Assigned task: Copy the full listing exactly, word for word.

Material provided:
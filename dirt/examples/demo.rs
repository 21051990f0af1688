//! Renders a handful of translucent spheres standing on a floor in front of
//! a wall, then dumps what every pass produces into `target/demo/`.
//!
//! Run with `RUST_LOG=debug` (and optionally `--features metrics`) to see
//! what's going on.

use std::error::Error;
use std::fs;
use std::path::Path;
use std::thread;

use dirt::gpu::{
    pack_unorm4x8, Camera, FragmentAttributes, OverflowPolicy, ResolveTarget,
};
use dirt::{save_image, Config, Pipeline, StorageKind};
use glam::{uvec2, vec3, vec4, UVec2, Vec3, Vec4};
use log::info;
use rand::rngs::StdRng;
use rand::{Rng, SeedableRng};

const SIZE: UVec2 = UVec2::new(512, 512);
const SPHERES: usize = 12;
const WALL_Z: f32 = -20.0;
const FLOOR_Y: f32 = -1.5;

struct Sphere {
    center: Vec3,
    radius: f32,
    color: Vec4,
}

/// Something that can be hit by a primary ray, producing a fragment.
struct Surface {
    view_z: f32,
    attributes: u32,
    color: Vec4,
}

fn main() -> Result<(), Box<dyn Error>> {
    env_logger::init();

    let out = Path::new("target").join("demo");

    fs::create_dir_all(&out)?;

    let camera = Camera::perspective(60f32.to_radians(), SIZE, 0.1, 100.0);
    let spheres = spheres();

    // Attributes `0` and `1` describe the floor and the wall, the rest
    // belongs to spheres; fragments point at them through their payloads
    let attributes: Vec<_> = [
        FragmentAttributes::new(
            vec4(0.6, 0.6, 0.6, 1.0),
            Vec3::Y,
            Vec4::ZERO,
            1.0,
            1.0,
        ),
        FragmentAttributes::new(
            vec4(0.2, 0.3, 0.8, 1.0),
            Vec3::Z,
            Vec4::ZERO,
            1.0,
            1.0,
        ),
    ]
    .into_iter()
    .chain(spheres.iter().map(|sphere| {
        FragmentAttributes::new(
            sphere.color,
            Vec3::Z,
            Vec4::splat(0.5),
            1.5,
            sphere.color.w,
        )
    }))
    .collect();

    for storage in [StorageKind::Array, StorageKind::Linked] {
        let config = Config::new(SIZE)
            .with_capacity(8)
            .with_overflow(OverflowPolicy::ReplaceMax)
            .with_storage(storage);

        let mut pipeline = Pipeline::new(config, camera)?;
        let prefix = format!("{:?}", storage).to_lowercase();

        info!("Rendering with {:?} storage", storage);

        // Frame 1: payloads are indices into `attributes`
        pipeline.begin_frame();
        draw(&pipeline, &camera, &spheres, |surface| surface.attributes);

        for layer in 0..3 {
            save_image(
                &pipeline.resolve_target(
                    layer,
                    ResolveTarget::Color,
                    &attributes,
                )?,
                out.join(format!("{}-layer-{}.png", prefix, layer)),
            )?;
        }

        save_image(
            &pipeline.resolve_target(0, ResolveTarget::Occupancy, &attributes)?,
            out.join(format!("{}-occupancy.png", prefix)),
        )?;

        pipeline.sort();

        save_image(
            &pipeline.trace_reflections(&attributes)?,
            out.join(format!("{}-reflections.png", prefix)),
        )?;

        save_image(
            &pipeline.trace_test(pipeline.frame())?,
            out.join(format!("{}-trace-test.png", prefix)),
        )?;

        // Frame 2: payloads are colors, for compositing
        pipeline.begin_frame();
        draw(&pipeline, &camera, &spheres, |surface| {
            pack_unorm4x8(surface.color)
        });

        save_image(
            &pipeline.composite()?,
            out.join(format!("{}-composite.png", prefix)),
        )?;
    }

    info!("Images saved into {}", out.display());

    Ok(())
}

fn spheres() -> Vec<Sphere> {
    let mut rng = StdRng::seed_from_u64(1234);

    (0..SPHERES)
        .map(|_| {
            let radius = rng.gen_range(0.4..1.2);

            Sphere {
                center: vec3(
                    rng.gen_range(-4.0..4.0),
                    FLOOR_Y + radius + rng.gen_range(0.0..2.0),
                    rng.gen_range(-16.0..-5.0),
                ),
                radius,
                color: vec4(
                    rng.gen_range(0.2..1.0),
                    rng.gen_range(0.2..1.0),
                    rng.gen_range(0.2..1.0),
                    rng.gen_range(0.3..0.7),
                ),
            }
        })
        .collect()
}

/// Plays the role of a rasterizer: shoots a primary ray through each pixel
/// and appends a fragment for every surface it crosses.
fn draw(
    pipeline: &Pipeline,
    camera: &Camera,
    spheres: &[Sphere],
    payload: impl Fn(&Surface) -> u32 + Sync,
) {
    let threads = pipeline.config().threads as u32;
    let payload = &payload;

    thread::scope(|scope| {
        for thread_id in 0..threads {
            scope.spawn(move || {
                for y in (thread_id..SIZE.y).step_by(threads as usize) {
                    for x in 0..SIZE.x {
                        let pixel = uvec2(x, y);
                        let dir = camera.view_dir(Camera::pixel_center(pixel));

                        for surface in surfaces(dir, spheres) {
                            pipeline.append(
                                pixel,
                                camera.view_z_to_depth(surface.view_z),
                                payload(&surface),
                            );
                        }
                    }
                }
            });
        }
    });
}

fn surfaces(dir: Vec3, spheres: &[Sphere]) -> Vec<Surface> {
    let mut surfaces = Vec::new();

    let floor_z = if dir.y < 0.0 {
        (dir * (FLOOR_Y / dir.y)).z
    } else {
        f32::NEG_INFINITY
    };

    if floor_z > WALL_Z {
        surfaces.push(Surface {
            view_z: floor_z,
            attributes: 0,
            color: vec4(0.6, 0.6, 0.6, 1.0),
        });
    } else {
        surfaces.push(Surface {
            view_z: WALL_Z,
            attributes: 1,
            color: vec4(0.2, 0.3, 0.8, 1.0),
        });
    }

    for (sphere_idx, sphere) in spheres.iter().enumerate() {
        let b = dir.dot(sphere.center);
        let c = sphere.center.length_squared() - sphere.radius * sphere.radius;
        let discriminant = b * b - c;

        if discriminant <= 0.0 {
            continue;
        }

        let discriminant = discriminant.sqrt();

        // Both the front and the back side of the sphere
        for t in [b - discriminant, b + discriminant] {
            if t > 0.0 {
                surfaces.push(Surface {
                    view_z: (dir * t).z,
                    attributes: 2 + sphere_idx as u32,
                    color: sphere.color,
                });
            }
        }
    }

    surfaces
}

Response to the exercise:
filename dirt/examples/demo.rs
repository 21051990f0af1688
//! Renders a handful of translucent spheres standing on a floor in front of
//! a wall, then dumps what every pass produces into `target/demo/`.
//!
//! Run with `RUST_LOG=debug` (and optionally `--features metrics`) to see
//! what's going on.

use std::error::Error;
use std::fs;
use std::path::Path;
use std::thread;

use dirt::gpu::{
    pack_unorm4x8, Camera, FragmentAttributes, OverflowPolicy, ResolveTarget,
};
use dirt::{save_image, Config, Pipeline, StorageKind};
use glam::{uvec2, vec3, vec4, UVec2, Vec3, Vec4};
use log::info;
use rand::rngs::StdRng;
use rand::{Rng, SeedableRng};

const SIZE: UVec2 = UVec2::new(512, 512);
const SPHERES: usize = 12;
const WALL_Z: f32 = -20.0;
const FLOOR_Y: f32 = -1.5;

struct Sphere {
    center: Vec3,
    radius: f32,
    color: Vec4,
}

/// Something that can be hit by a primary ray, producing a fragment.
struct Surface {
    view_z: f32,
    attributes: u32,
    color: Vec4,
}

fn main() -> Result<(), Box<dyn Error>> {
    env_logger::init();

    let out = Path::new("target").join("demo");

    fs::create_dir_all(&out)?;

    let camera = Camera::perspective(60f32.to_radians(), SIZE, 0.1, 100.0);
    let spheres = spheres();

    // Attributes `0` and `1` describe the floor and the wall, the rest
    // belongs to spheres; fragments point at them through their payloads
    let attributes: Vec<_> = [
        FragmentAttributes::new(
            vec4(0.6, 0.6, 0.6, 1.0),
            Vec3::Y,
            Vec4::ZERO,
            1.0,
            1.0,
        ),
        FragmentAttributes::new(
            vec4(0.2, 0.3, 0.8, 1.0),
            Vec3::Z,
            Vec4::ZERO,
            1.0,
            1.0,
        ),
    ]
    .into_iter()
    .chain(spheres.iter().map(|sphere| {
        FragmentAttributes::new(
            sphere.color,
            Vec3::Z,
            Vec4::splat(0.5),
            1.5,
            sphere.color.w,
        )
    }))
    .collect();

    for storage in [StorageKind::Array, StorageKind::Linked] {
        let config = Config::new(SIZE)
            .with_capacity(8)
            .with_overflow(OverflowPolicy::ReplaceMax)
            .with_storage(storage);

        let mut pipeline = Pipeline::new(config, camera)?;
        let prefix = format!("{:?}", storage).to_lowercase();

        info!("Rendering with {:?} storage", storage);

        // Frame 1: payloads are indices into `attributes`
        pipeline.begin_frame();
        draw(&pipeline, &camera, &spheres, |surface| surface.attributes);

        for layer in 0..3 {
            save_image(
                &pipeline.resolve_target(
                    layer,
                    ResolveTarget::Color,
                    &attributes,
                )?,
                out.join(format!("{}-layer-{}.png", prefix, layer)),
            )?;
        }

        save_image(
            &pipeline.resolve_target(0, ResolveTarget::Occupancy, &attributes)?,
            out.join(format!("{}-occupancy.png", prefix)),
        )?;

        pipeline.sort();

        save_image(
            &pipeline.trace_reflections(&attributes)?,
            out.join(format!("{}-reflections.png", prefix)),
        )?;

        save_image(
            &pipeline.trace_test(pipeline.frame())?,
            out.join(format!("{}-trace-test.png", prefix)),
        )?;

        // Frame 2: payloads are colors, for compositing
        pipeline.begin_frame();
        draw(&pipeline, &camera, &spheres, |surface| {
            pack_unorm4x8(surface.color)
        });

        save_image(
            &pipeline.composite()?,
            out.join(format!("{}-composite.png", prefix)),
        )?;
    }

    info!("Images saved into {}", out.display());

    Ok(())
}

fn spheres() -> Vec<Sphere> {
    let mut rng = StdRng::seed_from_u64(1234);

    (0..SPHERES)
        .map(|_| {
            let radius = rng.gen_range(0.4..1.2);

            Sphere {
                center: vec3(
                    rng.gen_range(-4.0..4.0),
                    FLOOR_Y + radius + rng.gen_range(0.0..2.0),
                    rng.gen_range(-16.0..-5.0),
                ),
                radius,
                color: vec4(
                    rng.gen_range(0.2..1.0),
                    rng.gen_range(0.2..1.0),
                    rng.gen_range(0.2..1.0),
                    rng.gen_range(0.3..0.7),
                ),
            }
        })
        .collect()
}

/// Plays the role of a rasterizer: shoots a primary ray through each pixel
/// and appends a fragment for every surface it crosses.
fn draw(
    pipeline: &Pipeline,
    camera: &Camera,
    spheres: &[Sphere],
    payload: impl Fn(&Surface) -> u32 + Sync,
) {
    let threads = pipeline.config().threads as u32;
    let payload = &payload;

    thread::scope(|scope| {
        for thread_id in 0..threads {
            scope.spawn(move || {
                for y in (thread_id..SIZE.y).step_by(threads as usize) {
                    for x in 0..SIZE.x {
                        let pixel = uvec2(x, y);
                        let dir = camera.view_dir(Camera::pixel_center(pixel));

                        for surface in surfaces(dir, spheres) {
                            pipeline.append(
                                pixel,
                                camera.view_z_to_depth(surface.view_z),
                                payload(&surface),
                            );
                        }
                    }
                }
            });
        }
    });
}

fn surfaces(dir: Vec3, spheres: &[Sphere]) -> Vec<Surface> {
    let mut surfaces = Vec::new();

    let floor_z = if dir.y < 0.0 {
        (dir * (FLOOR_Y / dir.y)).z
    } else {
        f32::NEG_INFINITY
    };

    if floor_z > WALL_Z {
        surfaces.push(Surface {
            view_z: floor_z,
            attributes: 0,
            color: vec4(0.6, 0.6, 0.6, 1.0),
        });
    } else {
        surfaces.push(Surface {
            view_z: WALL_Z,
            attributes: 1,
            color: vec4(0.2, 0.3, 0.8, 1.0),
        });
    }

    for (sphere_idx, sphere) in spheres.iter().enumerate() {
        let b = dir.dot(sphere.center);
        let c = sphere.center.length_squared() - sphere.radius * sphere.radius;
        let discriminant = b * b - c;

        if discriminant <= 0.0 {
            continue;
        }

        let discriminant = discriminant.sqrt();

        // Both the front and the back side of the sphere
        for t in [b - discriminant, b + discriminant] {
            if t > 0.0 {
                surfaces.push(Surface {
                    view_z: (dir * t).z,
                    attributes: 2 + sphere_idx as u32,
                    color: sphere.color,
                });
            }
        }
    }

    surfaces
}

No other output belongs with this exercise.